_TASK REQUIREMENTS_. Below is a block of records. Copy every line in it that contains the word "total".

(Extracted records)
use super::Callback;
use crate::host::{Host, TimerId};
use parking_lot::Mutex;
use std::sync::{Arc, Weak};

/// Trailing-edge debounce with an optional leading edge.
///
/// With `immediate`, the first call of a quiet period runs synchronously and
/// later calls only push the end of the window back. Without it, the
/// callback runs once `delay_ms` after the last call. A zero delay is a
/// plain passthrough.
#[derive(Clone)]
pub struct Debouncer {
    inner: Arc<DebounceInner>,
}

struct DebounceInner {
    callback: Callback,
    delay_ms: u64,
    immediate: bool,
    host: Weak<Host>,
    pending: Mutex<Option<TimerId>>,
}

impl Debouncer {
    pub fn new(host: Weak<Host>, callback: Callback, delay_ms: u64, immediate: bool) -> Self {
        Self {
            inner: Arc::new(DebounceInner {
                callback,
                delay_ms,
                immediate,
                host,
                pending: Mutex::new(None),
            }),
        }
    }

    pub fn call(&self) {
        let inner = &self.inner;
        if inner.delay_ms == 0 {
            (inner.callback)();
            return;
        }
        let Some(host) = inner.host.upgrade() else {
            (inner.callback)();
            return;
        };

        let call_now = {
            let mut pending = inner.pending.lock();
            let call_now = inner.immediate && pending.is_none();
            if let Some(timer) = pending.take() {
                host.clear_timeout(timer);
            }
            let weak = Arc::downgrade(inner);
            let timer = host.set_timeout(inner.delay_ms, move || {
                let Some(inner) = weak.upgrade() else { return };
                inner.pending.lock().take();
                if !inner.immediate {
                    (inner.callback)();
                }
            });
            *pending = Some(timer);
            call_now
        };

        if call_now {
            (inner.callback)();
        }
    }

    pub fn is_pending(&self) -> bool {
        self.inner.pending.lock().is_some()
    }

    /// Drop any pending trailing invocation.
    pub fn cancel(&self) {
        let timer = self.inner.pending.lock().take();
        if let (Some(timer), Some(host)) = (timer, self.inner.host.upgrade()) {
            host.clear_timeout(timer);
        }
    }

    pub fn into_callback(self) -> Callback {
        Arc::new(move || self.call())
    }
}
==
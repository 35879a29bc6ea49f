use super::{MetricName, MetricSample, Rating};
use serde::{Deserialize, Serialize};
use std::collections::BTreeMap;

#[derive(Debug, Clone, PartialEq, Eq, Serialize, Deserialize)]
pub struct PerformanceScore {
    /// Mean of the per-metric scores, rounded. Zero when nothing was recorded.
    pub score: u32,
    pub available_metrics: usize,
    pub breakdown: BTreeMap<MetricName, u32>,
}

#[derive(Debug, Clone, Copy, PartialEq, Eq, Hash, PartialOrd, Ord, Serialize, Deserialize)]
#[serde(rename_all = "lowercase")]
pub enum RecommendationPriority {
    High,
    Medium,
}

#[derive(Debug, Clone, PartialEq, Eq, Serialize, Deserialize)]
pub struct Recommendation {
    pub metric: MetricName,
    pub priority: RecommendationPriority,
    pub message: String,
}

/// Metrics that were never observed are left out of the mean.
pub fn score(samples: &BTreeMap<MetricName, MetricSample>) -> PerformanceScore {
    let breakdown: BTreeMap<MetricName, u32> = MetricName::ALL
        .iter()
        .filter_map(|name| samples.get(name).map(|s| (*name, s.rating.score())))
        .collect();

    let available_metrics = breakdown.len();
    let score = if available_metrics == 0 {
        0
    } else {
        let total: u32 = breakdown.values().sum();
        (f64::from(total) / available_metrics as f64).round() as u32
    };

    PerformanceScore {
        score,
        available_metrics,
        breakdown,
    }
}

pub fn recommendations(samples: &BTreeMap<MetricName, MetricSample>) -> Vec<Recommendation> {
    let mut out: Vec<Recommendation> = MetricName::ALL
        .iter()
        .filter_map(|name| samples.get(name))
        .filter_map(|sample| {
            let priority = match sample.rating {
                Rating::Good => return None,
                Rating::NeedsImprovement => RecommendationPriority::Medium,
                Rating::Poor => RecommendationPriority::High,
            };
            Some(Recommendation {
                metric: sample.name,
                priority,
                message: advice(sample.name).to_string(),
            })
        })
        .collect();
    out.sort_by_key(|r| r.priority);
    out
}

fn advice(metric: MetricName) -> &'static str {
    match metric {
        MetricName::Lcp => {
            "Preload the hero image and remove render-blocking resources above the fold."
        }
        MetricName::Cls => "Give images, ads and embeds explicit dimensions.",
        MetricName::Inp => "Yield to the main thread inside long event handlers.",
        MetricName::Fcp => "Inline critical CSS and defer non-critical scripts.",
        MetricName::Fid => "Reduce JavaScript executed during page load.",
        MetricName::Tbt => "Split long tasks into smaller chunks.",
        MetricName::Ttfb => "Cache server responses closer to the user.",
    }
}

_EXERCISE RESULT_.
        let total: u32 = breakdown.values().sum();
        (f64::from(total) / available_metrics as f64).round() as u32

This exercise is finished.